Quando o jantar finalmente acabou, Samael levou Amara até uma varanda isolada, longe dos olhares curiosos dos convidados. Ele fechou a porta atrás deles, para terem um pouco de privacidade.
— O que foi aquilo na mesa? — ele perguntou baixo.
— Aquilo? Ah, você quer dizer minha atuação impecável como sua futura esposa dedicada? — Ela se encostou na grade da varanda, cruzando os braços.
Samael se aproximou, parando a poucos centímetros dela.
— Você está brincando com fogo, Amara. E não acho que tenha ideia do que isso significa.
Ela o encarou, desafiante como sempre.
— Talvez eu tenha uma ideia, mas me diga, Samael. O que você faria se eu resolvesse botar fogo em tudo?
Samael ficou em silêncio, com os olhos fixos nela. Amara sentiu o coração acelerar, mas não demonstrou qualquer mudança. Samael então deu um passo para trás, o rosto voltando à neutralidade.
— Eu apagaria o incêndio.
Ela riu baixinho, balançando a cabeça.
— Isso seria previsível.
Ele não respondeu, abriu as portas e saiu da varanda deixando-a para trás.
Quando finalmente se retiraram para o quarto, o silêncio entre eles era quase sufocante. Amara não sabia o que esperar, mas estava determinada a se negar a qualquer tentativa dele.
— Pode ficar com a cama, eu durmo no sofá — disse Samael, retirando o paletó e o pendurando com cuidado.
— Que cavalheiro — respondeu ela, com um sarcástico visível.

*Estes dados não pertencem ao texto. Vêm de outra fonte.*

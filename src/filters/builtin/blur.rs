//! Gaussian blur.

use crate::core::buffer::{to_sample, PixelBuffer};
use crate::core::error::FilterError;
use crate::core::filter::{integral_parameter, Category, Filter, Parameters};
use crate::core::kernel::Kernel;
use crate::filters::registry::FilterRegistry;
use rayon::prelude::*;

const NAME: &str = "GaussianBlur";

/// Register blur filters.
pub fn register(registry: &mut FilterRegistry) {
    registry.register(|| Box::new(GaussianBlur::default()));
}

/// Smooths an image with a normalized 2D Gaussian kernel.
///
/// Every channel is convolved independently. Near the border only in-bounds
/// neighbours contribute and the result is divided by their weight sum, so
/// edges are renormalized rather than darkened by zero padding.
#[derive(Debug, Clone, PartialEq)]
pub struct GaussianBlur {
    sigma: f64,
    kernel_size: usize,
    kernel: Kernel,
}

impl GaussianBlur {
    /// Default standard deviation.
    pub const DEFAULT_SIGMA: f64 = 1.0;
    /// Default kernel side length.
    pub const DEFAULT_KERNEL_SIZE: usize = 5;

    /// Create a blur. `sigma` must be positive and `kernel_size` a positive
    /// odd number.
    pub fn new(sigma: f64, kernel_size: usize) -> Result<Self, FilterError> {
        let kernel = Kernel::gaussian(sigma, kernel_size)?;
        Ok(Self {
            sigma,
            kernel_size,
            kernel,
        })
    }

    /// Standard deviation of the Gaussian.
    pub fn sigma(&self) -> f64 {
        self.sigma
    }

    /// Side length of the kernel.
    pub fn kernel_size(&self) -> usize {
        self.kernel_size
    }

    /// The precomputed, normalized kernel.
    pub fn kernel(&self) -> &Kernel {
        &self.kernel
    }

    /// Change sigma and regenerate the kernel.
    pub fn set_sigma(&mut self, sigma: f64) -> Result<(), FilterError> {
        self.kernel = Kernel::gaussian(sigma, self.kernel_size)?;
        self.sigma = sigma;
        Ok(())
    }

    /// Change the kernel size and regenerate the kernel.
    pub fn set_kernel_size(&mut self, kernel_size: usize) -> Result<(), FilterError> {
        self.kernel = Kernel::gaussian(self.sigma, kernel_size)?;
        self.kernel_size = kernel_size;
        Ok(())
    }
}

impl Default for GaussianBlur {
    fn default() -> Self {
        Self {
            sigma: Self::DEFAULT_SIGMA,
            kernel_size: Self::DEFAULT_KERNEL_SIZE,
            kernel: Kernel::gaussian(Self::DEFAULT_SIGMA, Self::DEFAULT_KERNEL_SIZE)
                .unwrap_or_default(),
        }
    }
}

impl Filter for GaussianBlur {
    fn apply(&self, input: &PixelBuffer) -> PixelBuffer {
        let mut output = input.blank_like();
        if input.is_empty() {
            return output;
        }

        let channels = input.channels();
        let row_len = input.width() * channels;
        log::debug!(
            "{}: sigma={} size={} on {}x{}x{}",
            NAME,
            self.sigma,
            self.kernel_size,
            input.width(),
            input.height(),
            channels
        );

        output
            .as_mut_slice()
            .par_chunks_mut(row_len)
            .enumerate()
            .for_each(|(y, row)| {
                for x in 0..input.width() {
                    for c in 0..channels {
                        if let Some(value) = input.convolve_normalized(&self.kernel, x, y, c) {
                            row[x * channels + c] = to_sample(value);
                        }
                    }
                }
            });

        output
    }

    fn name(&self) -> &'static str {
        NAME
    }

    fn category(&self) -> Category {
        Category::Blur
    }

    fn description(&self) -> &'static str {
        "Gaussian smoothing with edge renormalization"
    }

    fn parameters(&self) -> Parameters {
        Parameters::from([
            ("sigma".to_string(), self.sigma),
            ("kernel_size".to_string(), self.kernel_size as f64),
        ])
    }

    fn set_parameters(&mut self, params: &Parameters) -> Result<(), FilterError> {
        let sigma = params.get("sigma").copied().unwrap_or(self.sigma);
        let kernel_size = match params.get("kernel_size") {
            Some(&value) => {
                let size = integral_parameter(NAME, "kernel_size", value)?;
                usize::try_from(size).map_err(|_| {
                    FilterError::invalid(NAME, "kernel_size", format!("must be a positive odd number, got {}", size))
                })?
            }
            None => self.kernel_size,
        };

        // Build the kernel first so a bad value leaves the filter untouched.
        let kernel = Kernel::gaussian(sigma, kernel_size)?;
        self.sigma = sigma;
        self.kernel_size = kernel_size;
        self.kernel = kernel;
        Ok(())
    }

    fn clone_box(&self) -> Box<dyn Filter> {
        Box::new(self.clone())
    }
}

Samael não respondeu, mas novamente um pequeno sorriso surgiu em seus lábios enquanto ele desabotoava a camisa. Amara desviou o olhar, sentindo o rosto corar levemente.
Ele se deitou no sofá, cruzando os braços atrás da cabeça, enquanto Amara ocupava a cama. O silêncio era quebrado apenas pelo som suave de respirações.
Enquanto o cansaço a dominava, Amara pensava nas palavras de sua mãe antes do casamento.
"Não importa o que ele apareça por fora, lembre-se de que Samael Vittore é um homem perigoso. Não o deixe te dominar como seu pai fez conosco."
Mas, ao fechar os olhos, Amara concluiu que não era apenas ele o perigo. Ela também tinha suas armas. E este casamento, por mais que fosse uma imposição, poderia ser vencido.
"Eu vou te vencer, Samael", pensou, antes de cair no sono.